The children in question were placed in petitioner’s foster care. A New York Family Lawyer said the birth mother’s drug use was the catalyst for the placement. Her whereabouts are unknown and she was not present at any of the Family Court proceedings. Respondent is the father of the children. At the time of the children’s placement, he was incarcerated in state prison on a murder conviction and will remain incarcerated until at least May 2016. By that time, both children will have passed their 18th birthdays. In early August 2000, an agency case worker took the children to visit respondent in prison.
A Bronx Child Custody Lawyer said that, according to the agency worker this was the only visit respondent had with the children prior to the agency’s filing of separate petitions seeking the termination of his parental rights. These petitions alleged that respondent had evinced intent to forgo those rights by reason of his failure to visit or communicate with the children in the six-month period prior to the filing and had therefore abandoned them. She testified that she contacted respondent through prison channels after the aforementioned visit, but he never responded or contacted her. Some of the letters she sent to him were returned to the agency but she did not produce at the hearing copies of any of the letters she claimed to have sent. She testified that respondent provided no financial support for the children did not maintain contact with them, did not send cards, letters or gifts and that no one contacted the agency on his behalf before the petitions were filed. She maintained that the agency did nothing to prevent or discourage respondent from coming forward, nor were there any other obstacles that might have prevented him from contacting the agency.

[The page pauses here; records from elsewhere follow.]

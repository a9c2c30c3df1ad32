//! Marketstall Storefront library.
//!
//! Server-rendered storefront over the Marketstall backend REST API:
//! catalog, session cart, checkout wizard, customer account and the
//! seller and admin dashboards. Exposed as a library so the router can be
//! driven from integration tests.

#![cfg_attr(not(test), forbid(unsafe_code))]

pub mod backend;
pub mod config;
pub mod error;
pub mod filters;
pub mod middleware;
pub mod models;
pub mod routes;
pub mod state;

use std::future::Future;
use std::net::SocketAddr;

use axum::{
    Router,
    extract::Request,
    http::{HeaderValue, header::CACHE_CONTROL},
    middleware::{Next, from_fn},
};
use tokio::net::TcpListener;
use tower::Layer;
use tower_http::{services::ServeDir, set_header::SetResponseHeaderLayer, trace::TraceLayer};
use tower_sessions::SessionStore;

use crate::state::AppState;

/// Cache policy for files under `/static`.
const STATIC_CACHE_CONTROL: &str = "public, max-age=3600";

/// Build the full application router.
///
/// Layers, outermost first: Sentry, request tracing, request ID, security
/// headers, CSP nonce, session. The session store is a parameter so tests
/// can use `MemoryStore` in place of `PostgreSQL`.
pub fn app<S>(state: AppState, store: S) -> Router
where
    S: SessionStore + Clone,
{
    let secure = state.config().is_secure();
    let static_files = SetResponseHeaderLayer::if_not_present(
        CACHE_CONTROL,
        HeaderValue::from_static(STATIC_CACHE_CONTROL),
    )
    .layer(ServeDir::new(&state.config().static_dir));

    routes::routes()
        .nest_service("/static", static_files)
        .layer(middleware::create_session_layer(store, secure))
        .layer(from_fn(middleware::csp_nonce_middleware))
        .layer(from_fn(move |request: Request, next: Next| {
            middleware::security_headers_middleware(secure, request, next)
        }))
        .layer(from_fn(middleware::request_id_middleware))
        .layer(TraceLayer::new_for_http())
        .with_state(state)
        // Sentry layers (outermost for full request coverage)
        .layer(sentry_tower::NewSentryLayer::new_from_top())
        .layer(sentry_tower::SentryHttpLayer::new().enable_transaction())
}

/// Serve the application until `shutdown` resolves.
///
/// Client addresses are made available as `ConnectInfo` for rate limiting.
///
/// # Errors
///
/// Returns an error if the server fails while accepting connections.
pub async fn serve<F>(listener: TcpListener, app: Router, shutdown: F) -> std::io::Result<()>
where
    F: Future<Output = ()> + Send + 'static,
{
    axum::serve(
        listener,
        app.into_make_service_with_connect_info::<SocketAddr>(),
    )
    .with_graceful_shutdown(shutdown)
    .await
}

A New York Custody Lawyer said that, on cross-examination, however, the agency worker testified that before the petitions were filed, she telephonically spoke with a family service specialist from the Osborne Association who had contacted her on respondent’s behalf regarding the children. The Association facilitates family visits for prisoners incarcerated in New York correctional facilities. She gave the specialist the children’s foster parents’ names and addresses, as well as a letter acknowledging that the agency was in agreement with the Association’s scheduling a visit between the children and respondent in August 2004. She stated that the first time she personally met with the specialist was during that month. Upon questioning by the court, she admitted that she did not send any letters to respondent between February and August 2004 to notify him of any conferences, and did not make any other attempt to contact him during that six-month period. She never asked her supervisor if she could contact respondent directly, either orally or in writing, but stated that she would have had no problem with such direct communication had she known it was permitted.